- Tal Klein, senior
director of products at Bromium, says:
IT managers find
themselves in a complex quandary, driven by the fact that today’s users are
mobile and technology-literate: IT must support the demands of an environment
that meshes personal and work activities. Organizations must also practice
constant vigilance to protect enterprise data and infrastructure. Empowerment
brings with it risk, such as targeted malware developed by attackers who rely
on data available on social networking sites to compromise employees easily
reachable through the Web and/or email.
Since traditional
enterprise security technologies rely on signature-based detection of malware
and threats, IT managers are noticing today’s endpoint management and
protection practices are out of step with users and sophisticated attackers.
Looking to better secure the enterprise from targeted attacks, 2013 will see a
shift – the “Signature Era” will end, leaving 2013 to be the year when
detection as a mechanism for protection shifts from commodity to extinction.
Typically, companies
determine which security technology is best by running various tests that
measure how good each solution is at detecting malware, which is essentially a
signature arms race. As next generation information and infrastructure attacks
become polymorphic and undetectable, it is clear this methodology is expired.

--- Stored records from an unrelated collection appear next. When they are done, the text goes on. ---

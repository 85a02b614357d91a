//! Orchestrator - drives the request -> compute -> fulfill -> persist cycle
//!
//! A trigger allocates a request id, registers it with the ledger and the
//! store, and runs one decision cycle: fetch every source concurrently
//! under its own timeout, aggregate, score, then persist when the decision
//! calls for it. The request always reaches a terminal state; a write the
//! store refuses inside its rate window is reported in the fulfillment
//! payload, not as a cycle failure.

use std::sync::Arc;
use std::time::Duration;

use futures_util::future::join_all;
use serde::{Deserialize, Serialize};
use tokio::sync::Mutex;
use tracing::{info, warn};
use uuid::Uuid;

use crate::engine::DecisionEngine;
use crate::error::SentinelError;
use crate::ledger::{RequestLedger, RequestState};
use crate::oracle::sources::SourceClient;
use crate::oracle::{aggregate, SourceReading};
use crate::persistence::{CycleRecord, CycleRecorder};
use crate::store::{to_fixed_8dp, StateStore, StateUpdate};

/// What a fulfilled request carries back to the caller
#[derive(Debug, Clone, PartialEq, Serialize, Deserialize)]
pub struct FulfillmentPayload {
    pub price_eth_8dp: u64,
    pub price_btc_8dp: u64,
    pub score: u8,
    pub triggered: bool,
    pub reason: String,
    /// Comma-joined source ids that backed this cycle
    pub sources: String,
    /// True when the store accepted this cycle's update
    pub persisted: bool,
    /// Why the store declined, when a wanted persist did not happen
    pub persist_skipped: Option<String>,
}

/// Point-in-time answer to "what happened to my request"
#[derive(Debug, Clone)]
pub struct PollStatus {
    pub exists: bool,
    /// Terminal either way; inspect `response` vs `error` for the outcome
    pub fulfilled: bool,
    pub response: Option<String>,
    pub error: Option<String>,
    pub timestamp: i64,
}

pub struct OrchestratorSettings {
    pub threshold: u8,
    /// Per-source fetch budget within one cycle
    pub fetch_timeout: Duration,
    /// Identity stamped on requests and store writes
    pub requester: String,
    pub ledger_capacity: usize,
    pub volatility_factor: bool,
}

impl Default for OrchestratorSettings {
    fn default() -> Self {
        Self {
            threshold: 75,
            fetch_timeout: Duration::from_secs(10),
            requester: "sentinel-operator".to_string(),
            ledger_capacity: 256,
            volatility_factor: true,
        }
    }
}

pub struct Orchestrator {
    sources: Vec<Arc<dyn SourceClient>>,
    engine: Mutex<DecisionEngine>,
    ledger: RequestLedger,
    store: Arc<dyn StateStore>,
    recorder: Option<CycleRecorder>,
    threshold: u8,
    fetch_timeout: Duration,
    requester: String,
}

impl Orchestrator {
    pub fn new(
        sources: Vec<Arc<dyn SourceClient>>,
        store: Arc<dyn StateStore>,
        settings: OrchestratorSettings,
    ) -> Self {
        Self {
            sources,
            engine: Mutex::new(DecisionEngine::new(settings.volatility_factor)),
            ledger: RequestLedger::new(settings.ledger_capacity),
            store,
            recorder: None,
            threshold: settings.threshold,
            fetch_timeout: settings.fetch_timeout,
            requester: settings.requester,
        }
    }

    pub fn with_recorder(mut self, recorder: CycleRecorder) -> Self {
        self.recorder = Some(recorder);
        self
    }

    /// Start a cycle in the background and hand back its request id.
    pub async fn trigger(self: &Arc<Self>) -> Result<String, SentinelError> {
        let request_id = self.register_request().await?;

        let orchestrator = Arc::clone(self);
        let id = request_id.clone();
        tokio::spawn(async move {
            let outcome = orchestrator.execute_cycle(&id).await;
            orchestrator.finalize(&id, &outcome);
        });

        Ok(request_id)
    }

    /// Run one cycle to completion on the caller's task.
    pub async fn trigger_and_wait(&self) -> Result<FulfillmentPayload, SentinelError> {
        let request_id = self.register_request().await?;
        let outcome = self.execute_cycle(&request_id).await;
        self.finalize(&request_id, &outcome);
        outcome
    }

    pub fn poll(&self, request_id: &str) -> PollStatus {
        match self.ledger.status(request_id) {
            Ok(request) => PollStatus {
                exists: true,
                fulfilled: request.state != RequestState::Pending,
                response: request.response,
                error: request.error,
                timestamp: request.created_at,
            },
            Err(_) => PollStatus {
                exists: false,
                fulfilled: false,
                response: None,
                error: None,
                timestamp: 0,
            },
        }
    }

    /// Most recent request ids, newest first.
    pub fn recent_requests(&self, n: usize) -> Vec<String> {
        self.ledger.recent(n)
    }

    async fn register_request(&self) -> Result<String, SentinelError> {
        let request_id = Uuid::new_v4().to_string();
        self.ledger.create(&request_id, &self.requester)?;
        self.store.record_request(&request_id).await;
        info!(request_id = %request_id, "request accepted");
        Ok(request_id)
    }

    async fn execute_cycle(&self, request_id: &str) -> Result<FulfillmentPayload, SentinelError> {
        let snapshot = aggregate(self.fetch_all().await)?;
        info!(
            request_id = %request_id,
            eth = snapshot.eth_price,
            btc = snapshot.btc_price,
            sources = ?snapshot.sources_used,
            "snapshot ready"
        );

        let decision = {
            let mut engine = self.engine.lock().await;
            engine.decide(&snapshot, self.threshold)
        };
        info!(
            request_id = %request_id,
            score = decision.score,
            triggered = decision.threshold_triggered,
            reason = %decision.reason(),
            "decision computed"
        );

        let mut payload = FulfillmentPayload {
            price_eth_8dp: to_fixed_8dp(decision.eth_price),
            price_btc_8dp: to_fixed_8dp(decision.btc_price),
            score: decision.score,
            triggered: decision.threshold_triggered,
            reason: decision.reason(),
            sources: snapshot.sources_used.join(","),
            persisted: false,
            persist_skipped: None,
        };

        if decision.should_persist {
            let update = StateUpdate {
                caller: self.requester.clone(),
                request_id: request_id.to_string(),
                eth_price_8dp: payload.price_eth_8dp,
                btc_price_8dp: payload.price_btc_8dp,
                score: decision.score,
                triggered: decision.threshold_triggered,
                reason: payload.reason.clone(),
                sources: payload.sources.clone(),
            };
            match self.store.write(update).await {
                Ok(()) => {
                    payload.persisted = true;
                    info!(request_id = %request_id, "state persisted ✅");
                }
                Err(e @ SentinelError::RateLimited { .. }) => {
                    payload.persist_skipped = Some(e.to_string());
                    info!(request_id = %request_id, reason = %e, "persist skipped");
                }
                Err(e) => {
                    payload.persist_skipped = Some(e.to_string());
                    warn!(request_id = %request_id, error = %e, "state write rejected");
                }
            }
        }

        if let Some(recorder) = &self.recorder {
            let record = CycleRecord {
                timestamp: snapshot.timestamp,
                request_id: request_id.to_string(),
                score: decision.score,
                triggered: decision.threshold_triggered,
                eth_price: decision.eth_price,
                btc_price: decision.btc_price,
                eth_deviation_pct: snapshot.eth_deviation_pct,
                btc_deviation_pct: snapshot.btc_deviation_pct,
                reason: payload.reason.clone(),
                persisted: payload.persisted,
            };
            if let Err(e) = recorder.save_cycle(record).await {
                warn!(request_id = %request_id, error = %e, "failed to record cycle");
            }
        }

        Ok(payload)
    }

    /// Fetch every source concurrently, each under its own timeout.
    async fn fetch_all(&self) -> Vec<Option<SourceReading>> {
        let fetches = self.sources.iter().map(|source| {
            let source = Arc::clone(source);
            let budget = self.fetch_timeout;
            async move {
                match tokio::time::timeout(budget, source.fetch()).await {
                    Ok(reading) => reading,
                    Err(_) => {
                        warn!(
                            source = source.name(),
                            budget_ms = budget.as_millis() as u64,
                            "source fetch timed out"
                        );
                        None
                    }
                }
            }
        });
        join_all(fetches).await
    }

    fn finalize(&self, request_id: &str, outcome: &Result<FulfillmentPayload, SentinelError>) {
        let result = match outcome {
            Ok(payload) => {
                let body = match serde_json::to_string(payload) {
                    Ok(body) => body,
                    Err(e) => {
                        warn!(request_id = %request_id, error = %e, "payload encoding failed");
                        format!("score={} triggered={}", payload.score, payload.triggered)
                    }
                };
                self.ledger.fulfill(request_id, body)
            }
            Err(e) => self.ledger.fail(request_id, e.to_string()),
        };

        // Only possible when the entry was evicted while the cycle ran
        if let Err(e) = result {
            warn!(request_id = %request_id, error = %e, "could not finalize request");
        }
    }
}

Advanced persistent threats have multiple payloads, targeting a number of
vulnerabilities and engaging whitelisted vectors that prey on organizational
structures and social relationships.
To keep up with new
attacks, detection-based tools turn up their sensitivities, thus increasing the
rate of false positives. This has happened when more than one vendor
misidentified and quarantined essential applications – in some cases their own
agents – as malware. The end of the signature era will pivot the utility of
detection from protection to forensics. The enemy’s new weapons require a new
class of tools that do not rely on detection in order to protect.